#### Data section:
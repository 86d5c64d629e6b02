//! Monthly ledger file loading.
//!
//! Reads one `Day,Commodity,Profit` file per month and writes every accepted
//! record into a [`ProfitTable`]. Nothing in here fails loudly: a missing
//! file, an undecodable line or a rejected record is logged at debug level
//! and skipped, and loading carries on with the next unit.

use std::fs::File;
use std::io::{BufRead, BufReader, ErrorKind};
use std::path::{Path, PathBuf};

use ledger_core::catalog::MONTH_CATALOG;
use ledger_core::{Commodity, Day, LedgerError, Month, ProfitTable};
use serde::Serialize;
use thiserror::Error;
use tracing::{debug, info, warn};

/// Optional first line of a ledger file.
pub const HEADER: &str = "Day,Commodity,Profit";

// ── SourceLayout ──────────────────────────────────────────────────────────────

/// Where the ledger file of each month lives: `<data_dir>/<Month>.<extension>`.
#[derive(Debug, Clone, PartialEq, Eq)]
pub struct SourceLayout {
    pub data_dir: PathBuf,
    pub extension: String,
}

impl Default for SourceLayout {
    fn default() -> Self {
        Self::new("Data_Files", "txt")
    }
}

impl SourceLayout {
    pub fn new(data_dir: impl Into<PathBuf>, extension: impl Into<String>) -> Self {
        Self {
            data_dir: data_dir.into(),
            extension: extension.into(),
        }
    }

    /// Path of the ledger file for `month`, e.g. `Data_Files/March.txt`.
    pub fn path_for(&self, month: Month) -> PathBuf {
        self.data_dir
            .join(format!("{}.{}", month.name(), self.extension))
    }

    /// Fails with [`LedgerError::DataPathNotFound`] when the data directory
    /// is absent. Loading treats this as a warning only.
    pub fn ensure_exists(&self) -> ledger_core::Result<()> {
        if self.data_dir.is_dir() {
            Ok(())
        } else {
            Err(LedgerError::DataPathNotFound(self.data_dir.clone()))
        }
    }
}

// ── Record parsing ────────────────────────────────────────────────────────────

/// One accepted `Day,Commodity,Profit` line.
#[derive(Debug, Clone, Copy, PartialEq, Eq)]
pub struct Record {
    pub day: Day,
    pub commodity: Commodity,
    pub profit: i32,
}

/// Why a data line was not written into the table.
#[derive(Error, Debug, Clone, PartialEq, Eq)]
pub enum RecordRejection {
    /// The line did not split into exactly three fields.
    #[error("expected 3 fields, found {0}")]
    FieldCount(usize),

    /// The day field is not an integer.
    #[error("day is not an integer: {0:?}")]
    InvalidDay(String),

    /// The profit field is not an integer.
    #[error("profit is not an integer: {0:?}")]
    InvalidProfit(String),

    /// The commodity is not in the catalog.
    #[error("unknown commodity: {0:?}")]
    UnknownCommodity(String),

    /// The day lies outside `1..=28`.
    #[error("day out of range: {0}")]
    DayOutOfRange(i32),
}

/// Parse one trimmed, non-empty data line.
///
/// Trailing empty fields are ignored, so `5,Gold,100,` parses like
/// `5,Gold,100`.
pub fn parse_record(line: &str) -> Result<Record, RecordRejection> {
    let mut fields: Vec<&str> = line.split(',').collect();
    while fields.last().is_some_and(|f| f.is_empty()) {
        fields.pop();
    }

    let [day, commodity, profit] = fields[..] else {
        return Err(RecordRejection::FieldCount(fields.len()));
    };
    let (day, commodity, profit) = (day.trim(), commodity.trim(), profit.trim());

    let day_number: i32 = day
        .parse()
        .map_err(|_| RecordRejection::InvalidDay(day.to_string()))?;
    let profit: i32 = profit
        .parse()
        .map_err(|_| RecordRejection::InvalidProfit(profit.to_string()))?;
    let commodity = Commodity::from_name(commodity)
        .ok_or_else(|| RecordRejection::UnknownCommodity(commodity.to_string()))?;
    let day = Day::from_number(i64::from(day_number))
        .ok_or(RecordRejection::DayOutOfRange(day_number))?;

    Ok(Record {
        day,
        commodity,
        profit,
    })
}

// ── Load statistics ───────────────────────────────────────────────────────────

/// Counters for one month's source.
#[derive(Debug, Clone, Default, PartialEq, Eq, Serialize)]
pub struct MonthLoad {
    /// Records written into the table.
    pub accepted: usize,
    /// Non-empty data lines that were dropped.
    pub rejected: usize,
    /// Whether the first line was the column header.
    pub header_skipped: bool,
}

/// Counters for a whole [`load_with_summary`] run.
#[derive(Debug, Clone, Default, Serialize)]
pub struct LoadSummary {
    /// Months whose source could be opened.
    pub months_found: usize,
    /// Months skipped because their source could not be opened.
    pub months_missing: usize,
    pub records_accepted: usize,
    pub records_rejected: usize,
    /// Wall-clock seconds spent loading.
    pub load_time_seconds: f64,
}

impl LoadSummary {
    fn add_month(&mut self, month: &MonthLoad) {
        self.months_found += 1;
        self.records_accepted += month.accepted;
        self.records_rejected += month.rejected;
    }
}

// ── Public API ────────────────────────────────────────────────────────────────

/// Populate `table` from every month's ledger file under `layout`.
///
/// Cells that no file mentions keep their current value; the table is never
/// reset first.
pub fn load(table: &mut ProfitTable, layout: &SourceLayout) {
    load_with_summary(table, layout);
}

/// [`load`], additionally returning counters for logging.
pub fn load_with_summary(table: &mut ProfitTable, layout: &SourceLayout) -> LoadSummary {
    let start = std::time::Instant::now();
    let mut summary = LoadSummary::default();

    if let Err(e) = layout.ensure_exists() {
        warn!("{}", e);
    }

    for month in MONTH_CATALOG {
        let path = layout.path_for(month);
        let reader = match open_source(&path) {
            Ok(r) => r,
            Err(e) => {
                debug!("Skipping {}: {}", month.name(), e);
                summary.months_missing += 1;
                continue;
            }
        };

        let stats = load_month_from_reader(table, month, reader);
        debug!(
            "{} ({}): {} accepted, {} rejected",
            month.name(),
            path.display(),
            stats.accepted,
            stats.rejected,
        );
        summary.add_month(&stats);
    }

    summary.load_time_seconds = start.elapsed().as_secs_f64();
    info!(
        "Loaded {} records from {} month files ({} missing, {} lines rejected)",
        summary.records_accepted,
        summary.months_found,
        summary.months_missing,
        summary.records_rejected,
    );

    summary
}

/// Read one month's records from any line source into `table`.
pub fn load_month_from_reader<R: BufRead>(
    table: &mut ProfitTable,
    month: Month,
    reader: R,
) -> MonthLoad {
    let mut stats = MonthLoad::default();

    for (line_no, line_result) in reader.lines().enumerate() {
        let line = match line_result {
            Ok(l) => l,
            // Invalid UTF-8 consumes the line, so reading can go on.
            Err(e) if e.kind() == ErrorKind::InvalidData => {
                debug!("{} line {}: {}", month.name(), line_no + 1, e);
                continue;
            }
            Err(e) => {
                debug!("{}: stopped reading: {}", month.name(), e);
                break;
            }
        };
        let trimmed = line.trim();

        if line_no == 0 && trimmed == HEADER {
            stats.header_skipped = true;
            continue;
        }
        if trimmed.is_empty() {
            continue;
        }

        match parse_record(trimmed) {
            Ok(record) => {
                table.set(month, record.day, record.commodity, record.profit);
                stats.accepted += 1;
            }
            Err(reason) => {
                debug!("{} line {}: {}", month.name(), line_no + 1, reason);
                stats.rejected += 1;
            }
        }
    }

    stats
}

// ── Internal helpers ──────────────────────────────────────────────────────────

fn open_source(path: &Path) -> ledger_core::Result<BufReader<File>> {
    File::open(path)
        .map(BufReader::new)
        .map_err(|source| LedgerError::FileRead {
            path: path.to_path_buf(),
            source,
        })
}

// ── Tests ─────────────────────────────────────────────────────────────────────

#### Exercise:
Read the records above. Show each line that has the string "written".

#### Exercise answer:
/// Why a data line was not written into the table.
    /// Records written into the table.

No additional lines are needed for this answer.